Sei persone sono morte, tra cui tre bambini, e altre quaranta sono rimaste ferite. È questo il bilancio aggiornato dopo la caduta di frammenti di un drone ucraino su una spiaggia affollata della località costiera di Arkhipo-Osipovka, nei pressi di Gelendzhik, lungo la costa del Mar Nero in Russia. A rendere nota la notizia è stato il governatore della regione, Veniamin Kondratyev, che ha parlato di una “tragedia” e ha accusato Kiev di aver preso di mira infrastrutture civili. Kondratyev ha inoltre espresso le condoglianze alle famiglie e agli amici delle vittime, aggiungendo che in questo “momento così difficile” è necessario fare i conti con le conseguenze dell’accaduto. Al momento, però, non risultano commenti ufficiali da parte dell’Ucraina. Delle quaranta persone ferite, 17 sono state trasportate in strutture mediche. L’episodio ha suscitato forte preoccupazione soprattutto per la presenza di bambini tra le vittime, in un’area frequentata e destinata al turismo. Link video:
Attacchi e vittime anche in Ucraina:
Nelle ore successive, un’altra escalation di violenze ha colpito anche l’Ucraina. Secondo quanto riferito dal capo dell’amministrazione militare regionale, Oleksandr Ganzha, ci sarebbero state tre vittime a causa di un attacco delle forze russe contro la comunità di Shyrokivska, nella regione di Dnipropetrovsk.

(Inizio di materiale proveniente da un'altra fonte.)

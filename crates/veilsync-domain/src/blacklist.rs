//! Users for whom no policy request may be sent.
//!
//! An id is added when an account-deletion flow starts and removed again if
//! that flow fails, so no sync leaks the id while deletion is pending. The
//! set lives in memory and is written through to the store on every change.

use std::collections::BTreeSet;
use std::sync::{Arc, Mutex, PoisonError};

use tracing::{debug, warn};
use veilsync_storage::KeyValueStore;

/// Store key of the persisted blacklist.
pub const BLACKLIST_KEY: &str = "user_blacklist";

/// Persisted set of suppressed user ids.
pub struct Blacklist {
    store: Arc<dyn KeyValueStore>,
    ids: Mutex<BTreeSet<i64>>,
}

impl std::fmt::Debug for Blacklist {
    fn fmt(&self, f: &mut std::fmt::Formatter<'_>) -> std::fmt::Result {
        f.debug_struct("Blacklist")
            .field("ids", &*self.ids.lock().unwrap_or_else(PoisonError::into_inner))
            .finish()
    }
}

impl Blacklist {
    /// Loads the persisted blacklist. Unreadable data loads as empty.
    pub fn load(store: Arc<dyn KeyValueStore>) -> Self {
        let ids = match store.get(BLACKLIST_KEY) {
            Ok(Some(bytes)) => serde_json::from_slice::<Vec<i64>>(&bytes)
                .map(|ids| ids.into_iter().collect())
                .unwrap_or_else(|e| {
                    warn!(error = %e, "Persisted blacklist is malformed, starting empty");
                    BTreeSet::new()
                }),
            Ok(None) => BTreeSet::new(),
            Err(e) => {
                warn!(error = %e, "Failed to load blacklist, starting empty");
                BTreeSet::new()
            }
        };

        Self {
            store,
            ids: Mutex::new(ids),
        }
    }

    /// Adds `user_id`. Returns true if it was not already present.
    pub fn add(&self, user_id: i64) -> bool {
        let mut ids = self.lock();
        let added = ids.insert(user_id);
        if added {
            debug!(user_id, "Blacklisted user");
            self.persist(&ids);
        }
        added
    }

    /// Removes `user_id`. Returns true if it was present.
    pub fn remove(&self, user_id: i64) -> bool {
        let mut ids = self.lock();
        let removed = ids.remove(&user_id);
        if removed {
            debug!(user_id, "Removed user from blacklist");
            self.persist(&ids);
        }
        removed
    }

    pub fn contains(&self, user_id: i64) -> bool {
        self.lock().contains(&user_id)
    }

    /// Empties the blacklist. Hosts call this once at process start.
    pub fn clear(&self) {
        let mut ids = self.lock();
        ids.clear();
        self.persist(&ids);
    }

    pub fn len(&self) -> usize {
        self.lock().len()
    }

    pub fn is_empty(&self) -> bool {
        self.lock().is_empty()
    }

    fn lock(&self) -> std::sync::MutexGuard<'_, BTreeSet<i64>> {
        self.ids.lock().unwrap_or_else(PoisonError::into_inner)
    }

    fn persist(&self, ids: &BTreeSet<i64>) {
        let result = serde_json::to_vec(&ids.iter().collect::<Vec<_>>())
            .map_err(crate::DomainError::from)
            .and_then(|bytes| Ok(self.store.set(BLACKLIST_KEY, &bytes)?));
        if let Err(e) = result {
            warn!(error = %e, "Failed to persist blacklist");
        }
    }
}
//! File-backed storage implementation.
//!
//! Each key is stored as a single file under `<root>/<namespace>/`. Writes
//! go to a sibling temporary file that is then renamed over the target, so
//! a reader never observes a half-written value.

use std::fs;
use std::io::{ErrorKind, Write};
use std::path::{Path, PathBuf};
use std::sync::atomic::{AtomicU64, Ordering};
use std::sync::Arc;

use tracing::debug;

use crate::error::{StorageError, StorageResult};
use crate::traits::{validate_key, validate_namespace, KeyValueStore};

const VALUE_EXTENSION: &str = "val";

/// File-per-key implementation of KeyValueStore.
#[derive(Debug)]
pub struct FileKeyValueStore {
    namespace: String,
    dir: PathBuf,
    tmp_counter: AtomicU64,
}

impl FileKeyValueStore {
    /// Opens (creating if needed) the store rooted at `root` for `namespace`.
    pub fn open(root: impl AsRef<Path>, namespace: impl Into<String>) -> StorageResult<Self> {
        let namespace = namespace.into();
        validate_namespace(&namespace)?;

        let dir = root.as_ref().join(&namespace);
        fs::create_dir_all(&dir).map_err(|source| StorageError::Io {
            key: namespace.clone(),
            source,
        })?;
        debug!(path = %dir.display(), "Opened file key-value store");

        Ok(Self {
            namespace,
            dir,
            tmp_counter: AtomicU64::new(0),
        })
    }

    /// Opens the store wrapped in Arc.
    pub fn open_shared(
        root: impl AsRef<Path>,
        namespace: impl Into<String>,
    ) -> StorageResult<Arc<Self>> {
        Self::open(root, namespace).map(Arc::new)
    }

    /// Directory holding this namespace's files.
    pub fn dir(&self) -> &Path {
        &self.dir
    }

    fn value_path(&self, key: &str) -> PathBuf {
        self.dir.join(format!("{key}.{VALUE_EXTENSION}"))
    }

    fn temp_path(&self, key: &str) -> PathBuf {
        let n = self.tmp_counter.fetch_add(1, Ordering::Relaxed);
        self.dir
            .join(format!(".{key}.{}.{n}.tmp", std::process::id()))
    }
}

impl KeyValueStore for FileKeyValueStore {
    fn namespace(&self) -> &str {
        &self.namespace
    }

    fn get(&self, key: &str) -> StorageResult<Option<Vec<u8>>> {
        validate_key(key)?;
        match fs::read(self.value_path(key)) {
            Ok(bytes) => Ok(Some(bytes)),
            Err(e) if e.kind() == ErrorKind::NotFound => Ok(None),
            Err(source) => Err(StorageError::Io {
                key: key.to_string(),
                source,
            }),
        }
    }

    fn set(&self, key: &str, value: &[u8]) -> StorageResult<()> {
        validate_key(key)?;
        let io_err = |source| StorageError::Io {
            key: key.to_string(),
            source,
        };

        let tmp = self.temp_path(key);
        let result = (|| {
            let mut file = fs::File::create(&tmp)?;
            file.write_all(value)?;
            file.sync_all()?;
            fs::rename(&tmp, self.value_path(key))
        })();

        if result.is_err() {
            let _ = fs::remove_file(&tmp);
        }
        result.map_err(io_err)
    }

    fn remove(&self, key: &str) -> StorageResult<()> {
        validate_key(key)?;
        match fs::remove_file(self.value_path(key)) {
            Ok(()) => Ok(()),
            Err(e) if e.kind() == ErrorKind::NotFound => Ok(()),
            Err(source) => Err(StorageError::Io {
                key: key.to_string(),
                source,
            }),
        }
    }
}
impl ClientConfig {
    /// Load configuration from a YAML file with environment variable overrides.
    pub fn load<P: AsRef<Path>>(path: P) -> Result<Self, ConfigLoadError> {
        let path = path.as_ref();

        if !path.exists() {
            return Err(ConfigLoadError::FileNotFound {
                path: path.display().to_string(),
            });
        }

        let config = Config::builder()
            .add_source(Config::try_from(&ClientConfig::default())?)
            .add_source(File::from(path).format(FileFormat::Yaml))
            .add_source(env_source())
            .build()?;

        let client_config: ClientConfig = config.try_deserialize()?;
        client_config.validate()?;

        Ok(client_config)
    }

    /// Load configuration from defaults and environment variables only.
    pub fn from_env() -> Result<Self, ConfigLoadError> {
        let config = Config::builder()
            .add_source(Config::try_from(&ClientConfig::default())?)
            .add_source(env_source())
            .build()?;

        let client_config: ClientConfig = config.try_deserialize()?;
        client_config.validate()?;

        Ok(client_config)
    }

    /// Validate the configuration.
    pub fn validate(&self) -> Result<(), ConfigLoadError> {
        let settings_url = self.transport.settings_url.trim();
        if settings_url.is_empty() {
            return Err(invalid("transport.settings_url must not be empty"));
        }
        match Url::parse(settings_url) {
            Ok(url) if matches!(url.scheme(), "http" | "https") => {}
            Ok(url) => {
                return Err(invalid(format!(
                    "transport.settings_url must be http or https, got scheme: {}",
                    url.scheme()
                )))
            }
            Err(e) => {
                return Err(invalid(format!(
                    "transport.settings_url is not a valid URL: {e}"
                )))
            }
        }

        if self.transport.request_timeout_secs == 0 {
            return Err(invalid(
                "transport.request_timeout_secs must be greater than 0",
            ));
        }

        if self.sync.refresh_interval_secs == 0 {
            return Err(invalid("sync.refresh_interval_secs must be greater than 0"));
        }

        let valid_backends = ["memory", "file"];
        if !valid_backends.contains(&self.storage.backend.as_str()) {
            return Err(invalid(format!(
                "storage.backend must be one of: {:?}, got: {}",
                valid_backends, self.storage.backend
            )));
        }

        if self.storage.backend == "file"
            && self
                .storage
                .data_path
                .as_deref()
                .map_or(true, |s| s.trim().is_empty())
        {
            return Err(invalid(
                "storage.data_path is required when backend is 'file'",
            ));
        }

        if let Err(e) = veilsync_storage::validate_namespace(&self.storage.namespace) {
            return Err(invalid(format!("storage.namespace is invalid: {e}")));
        }

        let valid_levels = ["trace", "debug", "info", "warn", "error"];
        if !valid_levels.contains(&self.logging.level.to_lowercase().as_str()) {
            return Err(invalid(format!(
                "logging.level must be one of: {:?}, got: {}",
                valid_levels, self.logging.level
            )));
        }

        Ok(())
    }

    /// Coordinator settings derived from the `transport` and `sync` sections.
    pub fn coordinator_settings(&self) -> CoordinatorSettings {
        CoordinatorSettings {
            refresh_interval: Duration::from_secs(self.sync.refresh_interval_secs),
            request_timeout: self.transport.request_timeout(),
            client_os_type: self.sync.client_os_type.clone(),
            client_version_code: self.sync.client_version_code.clone(),
            client_version_name: self.sync.client_version_name.clone(),
        }
    }
}

// VEILSYNC_SYNC__REFRESH_INTERVAL_SECS -> sync.refresh_interval_secs
fn env_source() -> Environment {
    Environment::with_prefix("VEILSYNC")
        .prefix_separator("_")
        .separator("__")
}

fn invalid(message: impl Into<String>) -> ConfigLoadError {
    ConfigLoadError::Invalid {
        message: message.into(),
    }
}

#[cfg(test)]
mod tests {
    use super::*;
    use serial_test::serial;
    use std::io::Write;
    use tempfile::NamedTempFile;

    #[test]
    #[serial]
    fn test_can_load_config_from_yaml_file() {
        let mut file = NamedTempFile::new().unwrap();
        writeln!(
            file,
            r#"
transport:
  settings_url: "http://127.0.0.1:9000/settings"
  request_timeout_secs: 3

sync:
  refresh_interval_secs: 120
  client_version_code: "512"
  client_version_name: "2.1.0"

storage:
  backend: memory
  namespace: test.namespace

logging:
  level: debug
  json: true
"#
        )
        .unwrap();

        let config = ClientConfig::load(file.path()).unwrap();

        assert_eq!(config.transport.settings_url, "http://127.0.0.1:9000/settings");
        assert_eq!(config.transport.request_timeout_secs, 3);
        assert_eq!(config.sync.refresh_interval_secs, 120);
        assert_eq!(config.sync.client_os_type, "iOS");
        assert_eq!(config.sync.client_version_code, "512");
        assert_eq!(config.sync.client_version_name, "2.1.0");
        assert_eq!(config.storage.namespace, "test.namespace");
        assert_eq!(config.logging.level, "debug");
        assert!(config.logging.json);
    }

    #[test]
    #[serial]
    fn test_can_override_config_with_env_vars() {
        let mut file = NamedTempFile::new().unwrap();
        writeln!(
            file,
            r#"
sync:
  refresh_interval_secs: 120
"#
        )
        .unwrap();

        std::env::set_var("VEILSYNC_SYNC__REFRESH_INTERVAL_SECS", "30");
        std::env::set_var("VEILSYNC_LOGGING__LEVEL", "warn");

        let result = ClientConfig::load(file.path());

        std::env::remove_var("VEILSYNC_SYNC__REFRESH_INTERVAL_SECS");
        std::env::remove_var("VEILSYNC_LOGGING__LEVEL");

        let config = result.unwrap();
        assert_eq!(config.sync.refresh_interval_secs, 30);
        assert_eq!(config.logging.level, "warn");
        assert_eq!(config.transport.request_timeout_secs, 10);
    }

    #[test]
    #[serial]
    fn test_from_env_loads_defaults_with_env_overrides() {
        std::env::set_var("VEILSYNC_STORAGE__NAMESPACE", "group.example.shared");

        let result = ClientConfig::from_env();

        std::env::remove_var("VEILSYNC_STORAGE__NAMESPACE");

        let config = result.unwrap();
        assert_eq!(config.storage.namespace, "group.example.shared");
        assert_eq!(config.storage.backend, "memory");
        assert_eq!(config.sync.refresh_interval_secs, 600);
    }

    #[test]
    fn test_default_config_is_valid() {
        let config = ClientConfig::default();
        assert!(config.validate().is_ok());

        assert_eq!(
            config.transport.settings_url,
            "https://messenger.cloudveil.org/api/v1/messenger/settings"
        );
        assert_eq!(config.transport.request_timeout(), Duration::from_secs(10));
        assert_eq!(config.sync.refresh_interval_secs, 600);
        assert_eq!(config.sync.client_os_type, "iOS");
        assert_eq!(config.storage.backend, "memory");
        assert_eq!(
            config.storage.namespace,
            "group.com.cloudveil.CloudVeilMessenger"
        );
        assert_eq!(config.logging.level, "info");
        assert!(!config.logging.json);
    }

    #[test]
    fn test_config_validation_catches_errors() {
        let cases: [(fn(&mut ClientConfig), &str); 10] = [
            (|c| c.transport.settings_url = "  ".to_string(), "settings_url"),
            (|c| c.transport.settings_url = "not a url".to_string(), "settings_url"),
            (|c| c.transport.settings_url = "ftp://example.org/".to_string(), "settings_url"),
            (|c| c.transport.request_timeout_secs = 0, "request_timeout_secs"),
            (|c| c.sync.refresh_interval_secs = 0, "refresh_interval_secs"),
            (|c| c.storage.backend = "sqlite".to_string(), "storage.backend"),
            (|c| c.storage.backend = "file".to_string(), "data_path"),
            (
                |c| {
                    c.storage.backend = "file".to_string();
                    c.storage.data_path = Some("   ".to_string());
                },
                "data_path",
            ),
            (|c| c.storage.namespace = "a/b".to_string(), "storage.namespace"),
            (|c| c.logging.level = "chatty".to_string(), "logging.level"),
        ];

        for (mutate, expected) in cases {
            let mut config = ClientConfig::default();
            mutate(&mut config);
            let err = config.validate().unwrap_err();
            assert!(
                err.to_string().contains(expected),
                "expected error mentioning '{expected}', got: {err}"
            );
        }
    }

    #[test]
    fn test_invalid_config_returns_clear_error() {
        let err = ClientConfig::load("/nonexistent/path/veilsync.yaml").unwrap_err();
        assert!(matches!(err, ConfigLoadError::FileNotFound { .. }));
        assert!(err.to_string().contains("not found"));

        let mut file = NamedTempFile::new().unwrap();
        writeln!(file, "invalid: yaml: syntax: [").unwrap();

        let err = ClientConfig::load(file.path()).unwrap_err();
        assert!(matches!(err, ConfigLoadError::Load(_)));
    }

    #[test]
    fn test_coordinator_settings_follow_config() {
        let mut config = ClientConfig::default();
        config.sync.refresh_interval_secs = 60;
        config.transport.request_timeout_secs = 2;
        config.sync.client_version_name = "3.0".to_string();

        let settings = config.coordinator_settings();

        assert_eq!(settings.refresh_interval, Duration::from_secs(60));
        assert_eq!(settings.request_timeout, Duration::from_secs(2));
        assert_eq!(settings.client_os_type, "iOS");
        assert_eq!(settings.client_version_name, "3.0");
    }

    #[test]
    fn test_open_store_honours_backend() {
        let dir = tempfile::tempdir().unwrap();
        let settings = StorageSettings {
            backend: "file".to_string(),
            data_path: Some(dir.path().display().to_string()),
            namespace: "group.test".to_string(),
        };

        let store = settings.open_store().unwrap();
        store.set("policy_snapshot", b"{}").unwrap();

        let reopened = settings.open_store().unwrap();
        assert_eq!(
            reopened.get("policy_snapshot").unwrap().as_deref(),
            Some(&b"{}"[..])
        );

        let memory = StorageSettings::default().open_store().unwrap();
        assert_eq!(memory.namespace(), "group.com.cloudveil.CloudVeilMessenger");
        assert_eq!(memory.get("policy_snapshot").unwrap(), None);
    }
}
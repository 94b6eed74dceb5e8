use barra_common::gateway::PersistenceGateway;
use barra_common::premix::{PendingChange, Premix, PremixId, PremixInput};
use barra_common::validation::ValidationError;
use tracing::{debug, info};

use crate::error::StoreError;

/// Cached premixes in backend order.
#[derive(Debug, Clone, Default)]
pub struct PremixStore {
    premixes: Vec<Premix>,
}

impl PremixStore {
    pub fn new() -> Self {
        Self::default()
    }

    pub fn all(&self) -> &[Premix] {
        &self.premixes
    }

    pub fn get(&self, id: &PremixId) -> Option<&Premix> {
        self.premixes.iter().find(|p| p.id == *id)
    }

    /// Premixes that still have to be made.
    pub fn pending(&self) -> impl Iterator<Item = &Premix> {
        self.premixes.iter().filter(|p| p.pending)
    }

    pub async fn list<G: PersistenceGateway>(&mut self, gateway: &G) -> Result<(), StoreError> {
        let premixes = gateway.list_premixes().await.map_err(StoreError::Fetch)?;
        debug!(count = premixes.len(), "premixes loaded");
        self.premixes = premixes;
        Ok(())
    }

    pub async fn create<G: PersistenceGateway>(
        &mut self,
        gateway: &G,
        input: &PremixInput,
    ) -> Result<Premix, StoreError> {
        let request = input.validate()?;
        let premix = gateway.create_premix(&request).await?;
        info!(id = %premix.id, name = %premix.name, "premix created");
        self.premixes.push(premix.clone());
        Ok(premix)
    }

    /// Flip `pending` by sending the negation of the cached value, then adopt
    /// whatever the backend returns.
    ///
    /// Two toggles racing on a stale cached value both send the same negation;
    /// the last response to arrive wins.
    pub async fn toggle_status<G: PersistenceGateway>(
        &mut self,
        gateway: &G,
        id: &PremixId,
    ) -> Result<Premix, StoreError> {
        let current = self
            .get(id)
            .ok_or_else(|| ValidationError::NotLoaded { id: id.to_string() })?;
        let change = PendingChange {
            pending: !current.pending,
        };
        let updated = gateway.set_premix_pending(id, change).await?;
        info!(%id, pending = updated.pending, "premix status changed");
        self.replace(id, updated.clone());
        Ok(updated)
    }

    pub async fn delete<G: PersistenceGateway>(
        &mut self,
        gateway: &G,
        id: &PremixId,
    ) -> Result<(), StoreError> {
        gateway.delete_premix(id).await?;
        info!(%id, "premix deleted");
        self.premixes.retain(|p| p.id != *id);
        Ok(())
    }

    fn replace(&mut self, id: &PremixId, premix: Premix) {
        match self.premixes.iter_mut().find(|p| p.id == *id) {
            Some(slot) => *slot = premix,
            None => self.premixes.push(premix),
        }
    }
}
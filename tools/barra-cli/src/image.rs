use std::path::Path;

use anyhow::{bail, Context};
use base64::engine::general_purpose::STANDARD;
use base64::Engine;

/// Read an image file into the data URI the backend stores.
pub async fn data_uri(path: &Path) -> anyhow::Result<String> {
    let mime = mime_type(path)?;
    let bytes = tokio::fs::read(path)
        .await
        .with_context(|| format!("reading {}", path.display()))?;
    Ok(encode(&bytes, mime))
}

fn encode(bytes: &[u8], mime: &str) -> String {
    format!("data:{mime};base64,{}", STANDARD.encode(bytes))
}

fn mime_type(path: &Path) -> anyhow::Result<&'static str> {
    let extension = path
        .extension()
        .and_then(|e| e.to_str())
        .map(str::to_ascii_lowercase);
    let mime = match extension.as_deref() {
        Some("png") => "image/png",
        Some("jpg" | "jpeg") => "image/jpeg",
        Some("gif") => "image/gif",
        Some("webp") => "image/webp",
        Some("svg") => "image/svg+xml",
        _ => bail!("{} is not a supported image type", path.display()),
    };
    Ok(mime)
}

#[cfg(test)]
mod tests {
    use super::*;

    #[test]
    fn mime_from_extension() {
        assert_eq!(mime_type(Path::new("mojito.PNG")).unwrap(), "image/png");
        assert_eq!(mime_type(Path::new("a/b/negroni.jpeg")).unwrap(), "image/jpeg");
        assert!(mime_type(Path::new("notes.txt")).is_err());
        assert!(mime_type(Path::new("no_extension")).is_err());
    }

    #[test]
    fn encodes_as_data_uri() {
        assert_eq!(encode(b"hi", "image/gif"), "data:image/gif;base64,aGk=");
    }
}
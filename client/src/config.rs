/// Backend base URL when nothing else is configured.
pub const DEFAULT_API_URL: &str = "http://localhost:5000/api";

/// Environment variable overriding the backend base URL.
pub const API_URL_ENV: &str = "BARRA_API_URL";

/// Where the HTTP gateway sends its requests.
#[derive(Debug, Clone, PartialEq, Eq)]
pub struct GatewayConfig {
    pub base_url: String,
}

impl GatewayConfig {
    pub fn new(base_url: impl Into<String>) -> Self {
        let base_url = base_url.into();
        Self {
            base_url: base_url.trim_end_matches('/').to_string(),
        }
    }

    /// Read `BARRA_API_URL`, falling back to [`DEFAULT_API_URL`].
    pub fn from_env() -> Self {
        match std::env::var(API_URL_ENV) {
            Ok(url) if !url.trim().is_empty() => Self::new(url.trim()),
            _ => Self::default(),
        }
    }

    /// Join a resource path onto the base URL.
    pub fn url(&self, path: &str) -> String {
        format!("{}/{}", self.base_url, path.trim_start_matches('/'))
    }
}

impl Default for GatewayConfig {
    fn default() -> Self {
        Self::new(DEFAULT_API_URL)
    }
}
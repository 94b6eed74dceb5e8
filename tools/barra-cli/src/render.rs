//! Plain-text views of the cached collections.

use barra_client::Dashboard;
use barra_common::drink::Drink;
use barra_common::order::Order;
use barra_common::premix::Premix;
use barra_common::shortage::ShortageEntry;

pub fn dashboard(view: &Dashboard<'_>) -> String {
    let mut out = String::new();
    section(&mut out, "Shortages", &shortages(view.shortages));
    let pending = view.pending_premixes.iter().copied();
    section(&mut out, "Premixes to make", &premixes(pending));
    section(&mut out, "Orders", &orders(view.orders.iter().map(|line| line.order)));
    out
}

fn section(out: &mut String, title: &str, body: &str) {
    out.push_str(&format!("== {title} ==\n"));
    if body.is_empty() {
        out.push_str("  (none)\n");
    } else {
        out.push_str(body);
    }
}

pub fn orders<'a>(orders: impl IntoIterator<Item = &'a Order>) -> String {
    let mut out = String::new();
    for order in orders {
        let status = if order.is_pending() { "pending" } else { "received" };
        out.push_str(&format!("{}  {}  [{status}]\n", order.id, order.label()));
        for item in &order.items {
            out.push_str(&format!("    {} {} {}\n", item.quantity, item.unit, item.name));
        }
        if let (Some(comment), Some(by)) = (&order.received_comment, &order.received_by) {
            out.push_str(&format!("    received by {by}: {comment}\n"));
        }
    }
    out
}

pub fn premixes<'a>(premixes: impl IntoIterator<Item = &'a Premix>) -> String {
    let mut out = String::new();
    for premix in premixes {
        out.push_str(&format!(
            "{}  {} [{}]  {}\n",
            premix.id,
            premix.name,
            premix.status_label(),
            premix.ingredients.join(", ")
        ));
    }
    out
}

pub fn drinks<'a>(drinks: impl IntoIterator<Item = &'a Drink>) -> String {
    let mut out = String::new();
    for drink in drinks {
        out.push_str(&format!("{}  {}  {}\n", drink.id, drink.name, drink.ingredients.join(", ")));
    }
    out
}

pub fn shortages<'a>(entries: impl IntoIterator<Item = &'a ShortageEntry>) -> String {
    let mut out = String::new();
    for entry in entries {
        out.push_str(&format!("{}  {} ({} {})\n", entry.id, entry.name, entry.quantity, entry.unit));
    }
    out
}

#[cfg(test)]
mod tests {
    use super::*;
    use barra_common::order::{LineItem, OrderId, OrderStatus};
    use barra_common::quantity::Quantity;
    use barra_common::shortage::ShortageId;
    use chrono::{TimeZone, Utc};

    #[test]
    fn received_order_shows_reception() {
        let order = Order {
            id: OrderId::from("o7"),
            created_at: Utc.with_ymd_and_hms(2024, 3, 9, 18, 5, 0).unwrap(),
            items: vec![LineItem {
                name: "Limes".into(),
                quantity: Quantity::new(0.5).unwrap(),
                unit: "kilo".into(),
            }],
            status: OrderStatus::Received,
            received_comment: Some("one bag short".into()),
            received_by: Some("Ana".into()),
        };

        assert_eq!(
            orders([&order]),
            "o7  09/03/2024 18:05:00  [received]\n    0.5 kilo Limes\n    received by Ana: one bag short\n"
        );
    }

    #[test]
    fn empty_sections_say_none() {
        let entry = ShortageEntry {
            id: ShortageId::from("s1"),
            name: "Ice".into(),
            quantity: Quantity::from(1),
            unit: "unidad".into(),
        };
        let view = Dashboard {
            shortages: std::slice::from_ref(&entry),
            pending_premixes: vec![],
            orders: vec![],
        };

        assert_eq!(
            dashboard(&view),
            "== Shortages ==\ns1  Ice (1 unidad)\n== Premixes to make ==\n  (none)\n== Orders ==\n  (none)\n"
        );
    }
}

In entrambi i casi, le autorità locali hanno presentato l’incidente come conseguenza di operazioni militari, mentre le comunicazioni incrociate tra i due Paesi restano difficili da conciliare senza ulteriori verifiche e aggiornamenti sul terreno. L’aumento del numero di vittime e feriti evidenzia quanto la situazione resti critica e in movimento. Mentre le autorità russe aggiornano i dati e ribadiscono la loro lettura dell’accaduto, resta assente una risposta diretta da parte ucraina, lasciando aperti ulteriori interrogativi sulle modalità dell’attacco e sulle sue dinamiche.